Applicants for Employment and Employees

Office of Civil Rights and Equal Employment Opportunity Office (OCREEO)

National Endowment for the Arts (NEA) directors, managers and supervisors are responsible for ensuring that the work environment is free from discrimination based on: race, color, religion, sex (including sexual harassment, pregnancy, gender stereotyping, gender identity and sexual orientation), national origin, age (40 and older), disability (mental or physical), genetic information or reprisal against individuals engaged in EEO activity, and those opposing discriminatory behavior.
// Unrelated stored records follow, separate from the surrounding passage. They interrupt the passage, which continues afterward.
// Path: crates/relayer/src/prover.rs

//! Proven queries and light-client message construction.
//!
//! Every proven query resolves its height once and then reads the value and
//! proves its slot at that same block, so the returned `proof_height` always
//! names the state root the proof was taken against.

use crate::chain::Chain;
use crate::header::HeaderSynthesizer;
use crate::lightclient::Header;
use crate::msgs::{build_create_client, build_update_client};
use crate::proof::ProofAssembler;
use crate::slots::{self, LogicalKey};
use async_trait::async_trait;
use atlas_api::context::CallContext;
use atlas_api::framework::{ChainQuery, ProofQuery};
use atlas_types::config::{ChainConfig, ProverConfig};
use atlas_types::error::ProverError;
use atlas_types::ibc::{Proof, QueryHeight};
use ibc_proto::ibc::core::channel::v1::{
    QueryChannelResponse, QueryPacketAcknowledgementResponse, QueryPacketCommitmentResponse,
};
use ibc_proto::ibc::core::client::v1::{
    Height, MsgCreateClient, MsgUpdateClient, QueryClientStateResponse,
    QueryConsensusStateResponse,
};
use ibc_proto::ibc::core::connection::v1::QueryConnectionResponse;
use std::sync::Arc;

/// Proves the state of one [`Chain`] for a light client with the parameters
/// in [`ProverConfig`].
pub struct Prover {
    chain: Arc<Chain>,
    config: ProverConfig,
    proofs: ProofAssembler,
    headers: HeaderSynthesizer,
}

impl Prover {
    /// A prover over `chain`.
    ///
    /// The chain and the prover must agree on the revision number, since
    /// proven and unproven responses both stamp heights with it.
    pub fn new(chain: Arc<Chain>, config: ProverConfig) -> Result<Self, ProverError> {
        if chain.revision_number() != config.revision_number {
            return Err(ProverError::Config(format!(
                "revision number {} does not match the chain's revision number {}",
                config.revision_number,
                chain.revision_number()
            )));
        }
        let ledger = chain.ledger();
        let host = chain.state().host();
        Ok(Self {
            proofs: ProofAssembler::new(ledger.clone(), host, config.commitment_slot),
            headers: HeaderSynthesizer::new(ledger, config.epoch_size, config.header_identifier.clone()),
            chain,
            config,
        })
    }

    /// A prover over a fresh JSON-RPC connection described by `chain_config`.
    pub fn connect(chain_config: ChainConfig, config: ProverConfig) -> Result<Self, ProverError> {
        let chain = Chain::connect(chain_config)?.with_revision_number(config.revision_number);
        Self::new(Arc::new(chain), config)
    }

    pub fn chain(&self) -> &Arc<Chain> {
        &self.chain
    }

    pub fn config(&self) -> &ProverConfig {
        &self.config
    }

    /// The header of block `number`.
    pub async fn header_at(&self, ctx: &CallContext, number: u64) -> Result<Header, ProverError> {
        self.headers.header_at(ctx, number).await
    }

    /// The epoch of the chain's current head.
    pub async fn latest_epoch(&self, ctx: &CallContext) -> Result<u64, ProverError> {
        self.headers.latest_epoch(ctx).await
    }

    async fn prove(
        &self,
        ctx: &CallContext,
        key: &LogicalKey,
        height: u64,
    ) -> Result<(Vec<u8>, Height), ProverError> {
        let proof: Proof = self.proofs.prove_path(ctx, key, height).await?;
        tracing::info!(
            target: "prover",
            path = %key,
            height,
            proof_len = proof.as_bytes().len(),
            "proved commitment"
        );
        Ok((proof.into_bytes(), self.chain.height(height)))
    }
}

#[async_trait]
impl ProofQuery for Prover {
    type Header = Header;

    async fn query_latest_header(&self, ctx: &CallContext) -> Result<Header, ProverError> {
        self.headers.latest_header(ctx).await
    }

    async fn update_light_with_header(
        &self,
        ctx: &CallContext,
    ) -> Result<(Header, u64, u64), ProverError> {
        let header = self.query_latest_header(ctx).await?;
        let height = header.number();
        Ok((header, height, height))
    }

    fn setup_header(&self, header: Header) -> Result<Header, ProverError> {
        Ok(header)
    }

    fn create_msg_create_client(
        &self,
        header: &Header,
        signer: &str,
    ) -> Result<MsgCreateClient, ProverError> {
        let msg = build_create_client(header, &self.config, signer)?;
        tracing::info!(
            target: "prover",
            height = header.number(),
            epoch = header.epoch,
            "built MsgCreateClient"
        );
        Ok(msg)
    }

    fn create_msg_update_client(
        &self,
        client_id: &str,
        header: &Header,
        signer: &str,
    ) -> Result<MsgUpdateClient, ProverError> {
        Ok(build_update_client(client_id, header, signer))
    }

    async fn query_client_state_with_proof(
        &self,
        ctx: &CallContext,
        height: QueryHeight,
    ) -> Result<QueryClientStateResponse, ProverError> {
        let path = self.chain.path()?;
        let h = self.chain.resolve(ctx, height).await?;
        let mut res = self.chain.query_client_state(ctx, QueryHeight::At(h)).await?;
        let (proof, proof_height) = self.prove(ctx, &slots::client_state(&path.client_id)?, h).await?;
        res.proof = proof;
        res.proof_height = Some(proof_height);
        Ok(res)
    }

    async fn query_consensus_state_with_proof(
        &self,
        ctx: &CallContext,
        height: QueryHeight,
        counterparty_height: Height,
    ) -> Result<QueryConsensusStateResponse, ProverError> {
        let path = self.chain.path()?;
        let h = self.chain.resolve(ctx, height).await?;
        let key = slots::consensus_state(
            &path.client_id,
            counterparty_height.revision_number,
            counterparty_height.revision_height,
        )?;
        let mut res = self
            .chain
            .query_consensus_state(ctx, QueryHeight::At(h), counterparty_height)
            .await?;
        let (proof, proof_height) = self.prove(ctx, &key, h).await?;
        res.proof = proof;
        res.proof_height = Some(proof_height);
        Ok(res)
    }

    async fn query_connection_with_proof(
        &self,
        ctx: &CallContext,
        height: QueryHeight,
    ) -> Result<QueryConnectionResponse, ProverError> {
        let path = self.chain.path()?;
        let h = self.chain.resolve(ctx, height).await?;
        let mut res = self.chain.query_connection(ctx, QueryHeight::At(h)).await?;
        let (proof, proof_height) = self.prove(ctx, &slots::connection(&path.connection_id)?, h).await?;
        res.proof = proof;
        res.proof_height = Some(proof_height);
        Ok(res)
    }

    async fn query_channel_with_proof(
        &self,
        ctx: &CallContext,
        height: QueryHeight,
    ) -> Result<QueryChannelResponse, ProverError> {
        let path = self.chain.path()?;
        let h = self.chain.resolve(ctx, height).await?;
        let mut res = self.chain.query_channel(ctx, QueryHeight::At(h)).await?;
        let key = slots::channel(&path.port_id, &path.channel_id)?;
        let (proof, proof_height) = self.prove(ctx, &key, h).await?;
        res.proof = proof;
        res.proof_height = Some(proof_height);
        Ok(res)
    }

    async fn query_packet_commitment_with_proof(
        &self,
        ctx: &CallContext,
        height: QueryHeight,
        sequence: u64,
    ) -> Result<QueryPacketCommitmentResponse, ProverError> {
        let path = self.chain.path()?;
        let h = self.chain.resolve(ctx, height).await?;
        let mut res = self
            .chain
            .query_packet_commitment(ctx, QueryHeight::At(h), sequence)
            .await?;
        let key = slots::packet_commitment(&path.port_id, &path.channel_id, sequence)?;
        let (proof, proof_height) = self.prove(ctx, &key, h).await?;
        res.proof = proof;
        res.proof_height = Some(proof_height);
        Ok(res)
    }

    async fn query_packet_ack_commitment_with_proof(
        &self,
        ctx: &CallContext,
        height: QueryHeight,
        sequence: u64,
    ) -> Result<QueryPacketAcknowledgementResponse, ProverError> {
        let path = self.chain.path()?;
        let h = self.chain.resolve(ctx, height).await?;
        let mut res = self
            .chain
            .query_packet_ack_commitment(ctx, QueryHeight::At(h), sequence)
            .await?;
        let key = slots::packet_ack(&path.port_id, &path.channel_id, sequence)?;
        let (proof, proof_height) = self.prove(ctx, &key, h).await?;
        res.proof = proof;
        res.proof_height = Some(proof_height);
        Ok(res)
    }
}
OCREEO is responsible for the administration, compliance, and enforcement of the nondiscrimination laws and regulations that cover employees, former employees and/or applicants for employment.

The laws and regulations are as follow:

Title VII of the Civil Rights Act of 1964 (Pub. L. 88-352), as amended

The Equal Pay Act of 1963 (Pub. L. 88-38), as amended

The Age Discrimination in Employment Act of 1967 (Pub. L. 90-202) (ADEA), as amended

Sections 501 and 505 of The Rehabilitation Act of 1973 (Pub. L. 93-112) (Rehab Act), as amended

Section 508 of The Rehabilitation Act of 1973 (29 U.S.C.   794d), as amended

Americans with Disabilities Act of 1990 (Pub. L. 101-336) (ADA), as amended ADA Amendments Act of 2008

Genetic Information Nondiscrimination Act of 2008

The Pregnant Workers Fairness Act (Pub. L 117-328)
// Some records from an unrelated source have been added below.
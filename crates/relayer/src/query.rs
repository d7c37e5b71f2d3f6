// Path: crates/relayer/src/query.rs

//! Height-pinned reads of the IBC host contract.
//!
//! Every read is an `eth_call` to one of the host's getters executed against a
//! concrete block number. Results come back as [`HeightPinned`] so callers can
//! tell "absent at this height" apart from transport and decode failures.

use crate::contracts::{
    getChannelCall, getClientStateCall, getConnectionCall, getConsensusStateCall,
    getPacketAcknowledgementCommitmentCall, getPacketCommitmentCall, hasPacketReceiptCall,
    ChannelData, ConnectionEndData, HeightData,
};
use alloy_primitives::{Address, Bytes, B256};
use alloy_sol_types::SolCall;
use atlas_api::context::CallContext;
use atlas_api::ledger::{BlockTag, LedgerClient};
use atlas_types::error::ProverError;
use atlas_types::ibc::{HeightPinned, QueryHeight};
use ibc_proto::google::protobuf::Any;
use ibc_proto::ibc::core::channel::v1::{
    Channel, Counterparty as ChannelCounterparty, Order, State as ChannelState,
};
use ibc_proto::ibc::core::client::v1::Height;
use ibc_proto::ibc::core::commitment::v1::MerklePrefix;
use ibc_proto::ibc::core::connection::v1::{
    ConnectionEnd, Counterparty as ConnectionCounterparty, State as ConnectionState, Version,
};
use prost::Message;
use std::sync::Arc;

/// The connection reported before the host has created one.
pub fn uninitialized_connection() -> ConnectionEnd {
    ConnectionEnd {
        client_id: "client".to_string(),
        versions: Vec::new(),
        state: ConnectionState::UninitializedUnspecified as i32,
        counterparty: Some(ConnectionCounterparty {
            client_id: "client".to_string(),
            connection_id: "connection".to_string(),
            prefix: Some(MerklePrefix {
                key_prefix: Vec::new(),
            }),
        }),
        delay_period: 0,
    }
}

/// The channel reported before the host has created one.
pub fn uninitialized_channel() -> Channel {
    Channel {
        state: ChannelState::UninitializedUnspecified as i32,
        ordering: Order::Unordered as i32,
        counterparty: Some(ChannelCounterparty {
            port_id: "port".to_string(),
            channel_id: "channel".to_string(),
        }),
        connection_hops: Vec::new(),
        version: "version".to_string(),
        ..Default::default()
    }
}

fn connection_end(c: ConnectionEndData) -> ConnectionEnd {
    ConnectionEnd {
        client_id: c.client_id,
        versions: c
            .versions
            .into_iter()
            .map(|v| Version {
                identifier: v.identifier,
                features: v.features,
            })
            .collect(),
        state: i32::from(c.state),
        counterparty: Some(ConnectionCounterparty {
            client_id: c.counterparty.client_id,
            connection_id: c.counterparty.connection_id,
            prefix: Some(MerklePrefix {
                key_prefix: c.counterparty.prefix.key_prefix.to_vec(),
            }),
        }),
        delay_period: c.delay_period,
    }
}

fn channel_end(c: ChannelData) -> Channel {
    Channel {
        state: i32::from(c.state),
        ordering: i32::from(c.ordering),
        counterparty: Some(ChannelCounterparty {
            port_id: c.counterparty.port_id,
            channel_id: c.counterparty.channel_id,
        }),
        connection_hops: c.connection_hops,
        version: c.version,
        ..Default::default()
    }
}

fn decode_return<C: SolCall>(ret: &[u8]) -> Result<C::Return, ProverError> {
    C::abi_decode_returns(ret, true)
        .map_err(|e| ProverError::Decode(format!("{} returned malformed data: {e}", C::SIGNATURE)))
}

fn decode_any(entity: &str, bytes: &[u8]) -> Result<Any, ProverError> {
    Any::decode(bytes).map_err(|e| ProverError::Decode(format!("{entity} is not an Any: {e}")))
}

/// Reads the IBC host contract at explicit heights.
#[derive(Clone)]
pub struct StateQuery {
    ledger: Arc<dyn LedgerClient>,
    host: Address,
}

impl StateQuery {
    /// Reads the host contract at `host` through `ledger`.
    pub fn new(ledger: Arc<dyn LedgerClient>, host: Address) -> Self {
        Self { ledger, host }
    }

    /// The host contract address.
    pub fn host(&self) -> Address {
        self.host
    }

    /// Pins `height` to a concrete block number, asking the ledger for `Latest`.
    pub async fn resolve(&self, ctx: &CallContext, height: QueryHeight) -> Result<u64, ProverError> {
        match height {
            QueryHeight::At(h) => Ok(h),
            QueryHeight::Latest => self.ledger.block_number(ctx).await,
        }
    }

    async fn eth_call(
        &self,
        ctx: &CallContext,
        data: Vec<u8>,
        height: u64,
    ) -> Result<Bytes, ProverError> {
        self.ledger
            .call(ctx, self.host, Bytes::from(data), BlockTag::Number(height))
            .await
    }

    fn pinned<T>(entity: &str, found: bool, value: T, height: u64) -> HeightPinned<T> {
        tracing::debug!(target: "prover", entity, height, found, "host read");
        if found {
            HeightPinned::found(value, height)
        } else {
            HeightPinned::absent(height)
        }
    }

    /// The `Any`-encoded client state of `client_id`.
    pub async fn client_state(
        &self,
        ctx: &CallContext,
        client_id: &str,
        height: u64,
    ) -> Result<HeightPinned<Any>, ProverError> {
        let call = getClientStateCall {
            clientId: client_id.to_string(),
        };
        let ret = self.eth_call(ctx, call.abi_encode(), height).await?;
        let ret = decode_return::<getClientStateCall>(&ret)?;
        if !ret.found {
            return Ok(Self::pinned("client state", false, Any::default(), height));
        }
        let any = decode_any("client state", &ret.value)?;
        Ok(Self::pinned("client state", true, any, height))
    }

    /// The `Any`-encoded consensus state `client_id` stores for `counterparty`.
    pub async fn consensus_state(
        &self,
        ctx: &CallContext,
        client_id: &str,
        counterparty: Height,
        height: u64,
    ) -> Result<HeightPinned<Any>, ProverError> {
        let call = getConsensusStateCall {
            clientId: client_id.to_string(),
            height: HeightData {
                revision_number: counterparty.revision_number,
                revision_height: counterparty.revision_height,
            },
        };
        let ret = self.eth_call(ctx, call.abi_encode(), height).await?;
        let ret = decode_return::<getConsensusStateCall>(&ret)?;
        if !ret.found {
            return Ok(Self::pinned("consensus state", false, Any::default(), height));
        }
        let any = decode_any("consensus state", &ret.value)?;
        Ok(Self::pinned("consensus state", true, any, height))
    }

    /// The connection end stored under `connection_id`.
    pub async fn connection(
        &self,
        ctx: &CallContext,
        connection_id: &str,
        height: u64,
    ) -> Result<HeightPinned<ConnectionEnd>, ProverError> {
        let call = getConnectionCall {
            connectionId: connection_id.to_string(),
        };
        let ret = self.eth_call(ctx, call.abi_encode(), height).await?;
        let ret = decode_return::<getConnectionCall>(&ret)?;
        Ok(Self::pinned("connection", ret.found, connection_end(ret.value), height))
    }

    /// The channel end stored under `(port_id, channel_id)`.
    pub async fn channel(
        &self,
        ctx: &CallContext,
        port_id: &str,
        channel_id: &str,
        height: u64,
    ) -> Result<HeightPinned<Channel>, ProverError> {
        let call = getChannelCall {
            portId: port_id.to_string(),
            channelId: channel_id.to_string(),
        };
        let ret = self.eth_call(ctx, call.abi_encode(), height).await?;
        let ret = decode_return::<getChannelCall>(&ret)?;
        Ok(Self::pinned("channel", ret.found, channel_end(ret.value), height))
    }

    /// The commitment of packet `sequence`.
    pub async fn packet_commitment(
        &self,
        ctx: &CallContext,
        port_id: &str,
        channel_id: &str,
        sequence: u64,
        height: u64,
    ) -> Result<HeightPinned<B256>, ProverError> {
        let call = getPacketCommitmentCall {
            portId: port_id.to_string(),
            channelId: channel_id.to_string(),
            sequence,
        };
        let ret = self.eth_call(ctx, call.abi_encode(), height).await?;
        let ret = decode_return::<getPacketCommitmentCall>(&ret)?;
        Ok(Self::pinned("packet commitment", ret.found, ret.value, height))
    }

    /// The acknowledgement commitment of packet `sequence`.
    pub async fn packet_ack_commitment(
        &self,
        ctx: &CallContext,
        port_id: &str,
        channel_id: &str,
        sequence: u64,
        height: u64,
    ) -> Result<HeightPinned<B256>, ProverError> {
        let call = getPacketAcknowledgementCommitmentCall {
            portId: port_id.to_string(),
            channelId: channel_id.to_string(),
            sequence,
        };
        let ret = self.eth_call(ctx, call.abi_encode(), height).await?;
        let ret = decode_return::<getPacketAcknowledgementCommitmentCall>(&ret)?;
        Ok(Self::pinned(
            "packet acknowledgement commitment",
            ret.found,
            ret.value,
            height,
        ))
    }

    /// Whether the host has recorded a receipt for packet `sequence`.
    pub async fn has_packet_receipt(
        &self,
        ctx: &CallContext,
        port_id: &str,
        channel_id: &str,
        sequence: u64,
        height: u64,
    ) -> Result<bool, ProverError> {
        let call = hasPacketReceiptCall {
            portId: port_id.to_string(),
            channelId: channel_id.to_string(),
            sequence,
        };
        let ret = self.eth_call(ctx, call.abi_encode(), height).await?;
        Ok(decode_return::<hasPacketReceiptCall>(&ret)?.value)
    }
}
Civil Rights Act of 1991 (Pub. L. 102-166)

Notification and Federal Employee Antidiscrimination and Retaliation Act of 2002 (Pub. L. 107-174) (No FEAR Act)
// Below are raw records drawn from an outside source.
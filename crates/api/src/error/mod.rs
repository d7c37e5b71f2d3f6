// Path: crates/api/src/error/mod.rs
//! Re-exports all core error types from the central `atlas-types` crate.

pub use atlas_types::error::{ErrorCode, ProverError};
//! Assertion utilities for testing

/// Assert that a result failed with the given stable error code
///
/// The error type must implement `atlas_types::error::ErrorCode`.
#[macro_export]
macro_rules! assert_err_code {
    ($expr:expr, $code:expr) => {
        match $expr {
            Ok(val) => panic!("Expected Err({}), got Ok: {:?}", $code, val),
            Err(err) => {
                let code = ::atlas_types::error::ErrorCode::code(&err);
                assert_eq!(code, $code, "unexpected error: {}", err);
                err
            }
        }
    };
}

/// Assert that a value is within a specific range
#[macro_export]
macro_rules! assert_in_range {
    ($value:expr, $min:expr, $max:expr) => {
        assert!($value >= $min && $value <= $max, "{} not in range [{}, {}]", $value, $min, $max);
    };
    ($value:expr, $min:expr, $max:expr, $($arg:tt)+) => {
        assert!($value >= $min && $value <= $max, "{} not in range [{}, {}]: {}", $value, $min, $max, format!($($arg)+));
    };
}
// Path: crates/relayer/src/rpc.rs

//! An Ethereum JSON-RPC 2.0 client over HTTP.
//!
//! One POST per call, no batching and no retries: transient failures surface
//! as [`ProverError::Transport`] and the caller owns the retry policy.

use alloy_primitives::{Address, Bytes, B256, U64};
use async_trait::async_trait;
use atlas_api::context::CallContext;
use atlas_api::ledger::{AccountProof, BlockTag, LedgerClient, LogFilter, RawBlockHeader, RawLog};
use atlas_types::config::ChainConfig;
use atlas_types::error::ProverError;
use reqwest::Client;
use serde::de::DeserializeOwned;
use serde::{Deserialize, Serialize};
use serde_json::{json, Value as JsonValue};
use std::sync::atomic::{AtomicU64, Ordering};

/// A JSON-RPC error object.
#[derive(Debug, Deserialize)]
struct RpcErrorObject {
    code: i64,
    message: String,
}

#[derive(Debug, Deserialize)]
struct RpcResponse<R> {
    result: Option<R>,
    #[serde(default)]
    error: Option<RpcErrorObject>,
}

#[derive(Serialize)]
struct CallRequest {
    to: Address,
    data: Bytes,
}

/// Builds the request envelope for `method`.
fn envelope(id: u64, method: &str, params: JsonValue) -> JsonValue {
    json!({
        "jsonrpc": "2.0",
        "id": id,
        "method": method,
        "params": params,
    })
}

/// Extracts `result` from a response body, mapping protocol errors.
///
/// `Ok(None)` means the node answered `null`.
fn parse_response<R: DeserializeOwned>(
    method: &str,
    body: &[u8],
) -> Result<Option<R>, ProverError> {
    let resp: RpcResponse<R> = serde_json::from_slice(body).map_err(|e| {
        ProverError::Decode(format!(
            "{method} response did not match its schema: {e}; body='{}'",
            ascii_snippet(body)
        ))
    })?;
    if let Some(err) = resp.error {
        return Err(ProverError::transport(
            method,
            format!("rpc error {}: {}", err.code, err.message),
        ));
    }
    Ok(resp.result)
}

fn ascii_snippet(bytes: &[u8]) -> String {
    let s = String::from_utf8_lossy(bytes);
    let s: String = s.trim().chars().take(160).collect();
    s.replace('\n', "\\n")
        .replace('\r', "\\r")
        .replace('\t', "\\t")
}

/// A [`LedgerClient`] speaking JSON-RPC over HTTP.
pub struct HttpLedgerClient {
    endpoint: String,
    client: Client,
    next_id: AtomicU64,
}

impl HttpLedgerClient {
    /// A client for `endpoint` with reqwest's default settings.
    pub fn new(endpoint: impl Into<String>) -> Self {
        Self {
            endpoint: endpoint.into(),
            client: Client::new(),
            next_id: AtomicU64::new(1),
        }
    }

    /// A client for the configured endpoint, applying the configured timeout.
    pub fn from_config(config: &ChainConfig) -> Result<Self, ProverError> {
        config.validate()?;
        let mut builder = Client::builder();
        if let Some(timeout) = config.request_timeout() {
            builder = builder.timeout(timeout);
        }
        let client = builder
            .build()
            .map_err(|e| ProverError::Config(format!("http client: {e}")))?;
        Ok(Self {
            endpoint: config.rpc_addr.clone(),
            client,
            next_id: AtomicU64::new(1),
        })
    }

    /// The JSON-RPC endpoint requests are posted to.
    pub fn endpoint(&self) -> &str {
        &self.endpoint
    }

    async fn request<R: DeserializeOwned>(
        &self,
        ctx: &CallContext,
        method: &'static str,
        params: JsonValue,
    ) -> Result<Option<R>, ProverError> {
        let id = self.next_id.fetch_add(1, Ordering::Relaxed);
        let body = envelope(id, method, params);
        ctx.run(async {
            tracing::trace!(target: "prover.rpc", method, id, "sending request");
            let resp = self
                .client
                .post(&self.endpoint)
                .json(&body)
                .send()
                .await
                .map_err(|e| ProverError::transport(method, e))?;
            let status = resp.status();
            let bytes = resp
                .bytes()
                .await
                .map_err(|e| ProverError::transport(method, e))?;
            if !status.is_success() {
                tracing::debug!(
                    target: "prover.rpc",
                    method,
                    id,
                    status = status.as_u16(),
                    "rpc request failed"
                );
                return Err(ProverError::transport(
                    method,
                    format!("HTTP {}: {}", status.as_u16(), ascii_snippet(&bytes)),
                ));
            }
            parse_response(method, &bytes)
        })
        .await
    }

    async fn request_some<R: DeserializeOwned>(
        &self,
        ctx: &CallContext,
        method: &'static str,
        params: JsonValue,
    ) -> Result<R, ProverError> {
        self.request(ctx, method, params)
            .await?
            .ok_or_else(|| ProverError::transport(method, "null result"))
    }
}

fn to_json<T: Serialize>(method: &str, value: &T) -> Result<JsonValue, ProverError> {
    serde_json::to_value(value)
        .map_err(|e| ProverError::Decode(format!("{method} params: {e}")))
}

#[async_trait]
impl LedgerClient for HttpLedgerClient {
    async fn block_number(&self, ctx: &CallContext) -> Result<u64, ProverError> {
        let n: U64 = self.request_some(ctx, "eth_blockNumber", json!([])).await?;
        Ok(n.to::<u64>())
    }

    async fn call(
        &self,
        ctx: &CallContext,
        to: Address,
        data: Bytes,
        block: BlockTag,
    ) -> Result<Bytes, ProverError> {
        let req = to_json("eth_call", &CallRequest { to, data })?;
        self.request_some(ctx, "eth_call", json!([req, block.to_rpc_param()]))
            .await
    }

    async fn get_logs(
        &self,
        ctx: &CallContext,
        filter: &LogFilter,
    ) -> Result<Vec<RawLog>, ProverError> {
        let filter = to_json("eth_getLogs", filter)?;
        self.request_some(ctx, "eth_getLogs", json!([filter])).await
    }

    async fn get_proof(
        &self,
        ctx: &CallContext,
        address: Address,
        slots: &[B256],
        block: BlockTag,
    ) -> Result<AccountProof, ProverError> {
        let slots = to_json("eth_getProof", &slots)?;
        self.request_some(
            ctx,
            "eth_getProof",
            json!([address, slots, block.to_rpc_param()]),
        )
        .await
    }

    async fn header_by_number(
        &self,
        ctx: &CallContext,
        number: u64,
    ) -> Result<RawBlockHeader, ProverError> {
        self.request::<RawBlockHeader>(
            ctx,
            "eth_getBlockByNumber",
            json!([BlockTag::Number(number).to_rpc_param(), false]),
        )
        .await?
        .ok_or_else(|| {
            ProverError::transport("eth_getBlockByNumber", format!("block {number} not found"))
        })
    }
}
29 Code of Federal Regulations Part 1614 (29 CFR 1614) EEOC Management Directive MD-110
EEOC Management Directive MD-715

NEA employees, former employees and/or applicants for employment who believe they have been discriminated against based on the above protected classes must contact OCREEO within 45 calendar days of the date the alleged discriminatory act occurred or within 45 calendar days of the effective date of an alleged discriminatory personnel action.

As an alternative to traditional EEO counseling, EEO complaints can be mediated both in the informal and formal stages of the complaint process. Mediation is the most common ADR technique in EEO cases because it has been shown to be effective in resolving workplace-related disputes quickly, economically, and fairly. Mediation is a proven alternative to the lengthy administrative processes of an agency investigation, hearing, appeal(s) to the EEOC, or possible litigation in the courts. Parties are highly encouraged to consider mediation in EEO cases.